China Garment Website_China's popular garment and fashion information platform China Garment News Crude oil surges again! Textile Man: Let it go, it has no effect on me

Crude oil surges again! Textile Man: Let it go, it has no effect on me



In recent days, the price of crude oil has been on a roller coaster, rising and falling sharply. This is mainly due to two things that have affected the crude oil market. One is Sa…

In recent days, the price of crude oil has been on a roller coaster, rising and falling sharply. This is mainly due to two things that have affected the crude oil market. One is Saudi Arabia’s statement that it will increase production in 2024, and the other is the impact of the Palestinian-Israeli conflict.

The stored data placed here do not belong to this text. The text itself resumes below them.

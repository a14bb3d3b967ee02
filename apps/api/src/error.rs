//! Error handling for the catalog API
//!
//! One error type covers the whole request path. It maps onto HTTP through
//! Axum's `IntoResponse` (for failures that happen before any resolver runs)
//! and onto GraphQL errors through `ErrorExtensions`, which attach a stable
//! `code`, a `retryable` flag and, for rejected input, the offending
//! arguments as `invalidArgs`.

use async_graphql::ErrorExtensions;
use axum::{
    http::StatusCode,
    response::{IntoResponse, Response},
    Json,
};
use serde::Serialize;
use thiserror::Error;

use crate::repositories::StoreError;

/// Message shown to clients in place of internal failure details
const GENERIC_SERVER_MESSAGE: &str = "An unexpected error occurred";

/// API error response body
#[derive(Debug, Serialize)]
pub struct ErrorResponse {
    /// Error code for client-side handling
    pub code: &'static str,
    /// Human-readable error message
    pub message: String,
    /// Optional additional details
    #[serde(skip_serializing_if = "Option::is_none")]
    pub details: Option<serde_json::Value>,
}

/// Main API error type
#[derive(Error, Debug)]
pub enum ApiError {
    // ========== Authentication ==========
    /// No valid current user where one is required, or an unusable bearer token
    #[error("{0}")]
    Authentication(String),

    /// Token signature, payload or expiry check failed
    #[error("invalid or expired token")]
    InvalidToken,

    /// Unknown username or wrong password
    #[error("invalid credentials")]
    InvalidCredentials,

    // ========== Validation ==========
    /// Uniqueness or shape violation on a write
    #[error("{message}")]
    Validation {
        message: String,
        invalid_args: serde_json::Value,
    },

    /// A book with this title is already in the catalog
    #[error("title must be unique: {title}")]
    DuplicateTitle { title: String },

    // ========== Database ==========
    /// Database query failed
    #[error("database error: {0}")]
    Database(#[from] sqlx::Error),

    /// No database connection available
    #[error("database connection unavailable")]
    DatabaseUnavailable,

    /// Store failure with no more specific mapping
    #[error("store error: {0}")]
    Store(String),

    // ========== Configuration & Internal ==========
    /// Configuration error
    #[error("configuration error: {0}")]
    Configuration(String),

    /// Internal server error (catch-all for unexpected errors)
    #[error("internal server error: {0}")]
    Internal(String),

    /// JSON serialization error
    #[error("serialization error: {0}")]
    Serialization(#[from] serde_json::Error),

    /// JWT encoding error
    #[error("JWT error: {0}")]
    Jwt(#[from] jsonwebtoken::errors::Error),
}

impl ApiError {
    /// Create a validation error carrying the rejected arguments
    pub fn validation(message: impl Into<String>, args: &impl Serialize) -> Self {
        Self::Validation {
            message: message.into(),
            invalid_args: serde_json::to_value(args).unwrap_or(serde_json::Value::Null),
        }
    }

    pub fn not_authenticated() -> Self {
        Self::Authentication("not authenticated".to_string())
    }

    /// Get the HTTP status code for this error
    pub fn status_code(&self) -> StatusCode {
        match self {
            // 401 Unauthorized
            Self::Authentication(_) | Self::InvalidToken | Self::InvalidCredentials => {
                StatusCode::UNAUTHORIZED
            }

            // 400 Bad Request
            Self::Validation { .. } | Self::DuplicateTitle { .. } => StatusCode::BAD_REQUEST,

            // 503 Service Unavailable
            Self::DatabaseUnavailable => StatusCode::SERVICE_UNAVAILABLE,

            // 500 Internal Server Error
            Self::Database(_)
            | Self::Store(_)
            | Self::Configuration(_)
            | Self::Internal(_)
            | Self::Serialization(_)
            | Self::Jwt(_) => StatusCode::INTERNAL_SERVER_ERROR,
        }
    }

    /// Get the error code string for client-side handling
    pub fn error_code(&self) -> &'static str {
        match self {
            Self::Authentication(_) => "UNAUTHENTICATED",
            Self::InvalidToken => "INVALID_TOKEN",
            Self::InvalidCredentials => "INVALID_CREDENTIALS",
            Self::Validation { .. } => "BAD_USER_INPUT",
            Self::DuplicateTitle { .. } => "DUPLICATE_TITLE",
            Self::Database(_) => "DATABASE_ERROR",
            Self::DatabaseUnavailable => "DATABASE_UNAVAILABLE",
            Self::Store(_) => "STORE_ERROR",
            Self::Configuration(_) => "CONFIGURATION_ERROR",
            Self::Internal(_) => "INTERNAL_ERROR",
            Self::Serialization(_) => "SERIALIZATION_ERROR",
            Self::Jwt(_) => "JWT_ERROR",
        }
    }

    /// Whether the error is a rejected write caused by the caller's input
    pub fn is_validation(&self) -> bool {
        matches!(self, Self::Validation { .. } | Self::DuplicateTitle { .. })
    }

    /// Whether repeating the same request may succeed
    pub fn is_retryable(&self) -> bool {
        matches!(self, Self::DatabaseUnavailable)
    }

    /// Arguments to echo back to the client for rejected input
    pub fn invalid_args(&self) -> Option<serde_json::Value> {
        match self {
            Self::Validation { invalid_args, .. } => Some(invalid_args.clone()),
            Self::DuplicateTitle { title } => Some(serde_json::json!({ "title": title })),
            _ => None,
        }
    }

    /// Message safe to show to clients
    pub fn public_message(&self) -> String {
        if self.status_code().is_server_error() {
            GENERIC_SERVER_MESSAGE.to_string()
        } else {
            self.to_string()
        }
    }

    /// Log the error with appropriate severity based on status code
    pub fn log(&self) {
        let status = self.status_code();
        if status.is_server_error() {
            tracing::error!(
                error = %self,
                code = self.error_code(),
                status = status.as_u16(),
                "Server error occurred"
            );
        } else if status == StatusCode::UNAUTHORIZED {
            tracing::warn!(
                error = %self,
                code = self.error_code(),
                status = status.as_u16(),
                "Authentication error"
            );
        } else {
            tracing::debug!(
                error = %self,
                code = self.error_code(),
                status = status.as_u16(),
                "Client error"
            );
        }
    }
}

impl IntoResponse for ApiError {
    fn into_response(self) -> Response {
        self.log();

        let status = self.status_code();
        let error_response = ErrorResponse {
            code: self.error_code(),
            message: self.public_message(),
            details: self.invalid_args(),
        };

        (status, Json(error_response)).into_response()
    }
}

impl ErrorExtensions for ApiError {
    fn extend(&self) -> async_graphql::Error {
        self.log();

        let code = self.error_code();
        let retryable = self.is_retryable();
        let invalid_args = self
            .invalid_args()
            .and_then(|args| async_graphql::Value::from_json(args).ok());

        async_graphql::Error::new(self.public_message()).extend_with(|_, e| {
            e.set("code", code);
            e.set("retryable", retryable);
            if let Some(args) = invalid_args {
                e.set("invalidArgs", args);
            }
        })
    }
}

/// Result type alias for API operations
pub type ApiResult<T> = Result<T, ApiError>;

// ========== Conversion Implementations ==========

impl From<StoreError> for ApiError {
    fn from(err: StoreError) -> Self {
        match err {
            StoreError::Conflict { .. } | StoreError::Constraint(_) => Self::Validation {
                message: err.to_string(),
                invalid_args: serde_json::Value::Null,
            },
            StoreError::Unavailable => Self::DatabaseUnavailable,
            StoreError::Database(e) => Self::Database(e),
            StoreError::NotFound(_) => Self::Store(err.to_string()),
        }
    }
}

impl From<anyhow::Error> for ApiError {
    fn from(err: anyhow::Error) -> Self {
        match err.downcast::<ApiError>() {
            Ok(api_err) => api_err,
            Err(err) => Self::Internal(err.to_string()),
        }
    }
}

In the face of rising crude oil, how will the textile market react?

Polyester yarn still runs under pressure

In the face of rising crude oil, the polyester market still maintains a stable but weak operation. From the perspective of PTA, the direct cost support brought by PX is insufficient, and the absolute price shows a downward trend.

However, due to the intensive maintenance of PTA equipment this month and the increase in downstream polyester load, PTA processing fees have been restored during the week. However, due to poor expectations of future supply and demand, overall confidence is still poor.

In addition, textile companies have insufficient new orders, market confidence is weak, and the polyester yarn market has also generally shown a downward trend. Many companies said that at present, orders are still mainly for small orders.

However, due to the sharp increase in crude oil, the price of polyester yarn is still expected to rise, but it has not yet been reflected in the market. However, even so, the production and sales of polyester yarn have not increased significantly.

Are textile companies no longer concerned about polyester prices?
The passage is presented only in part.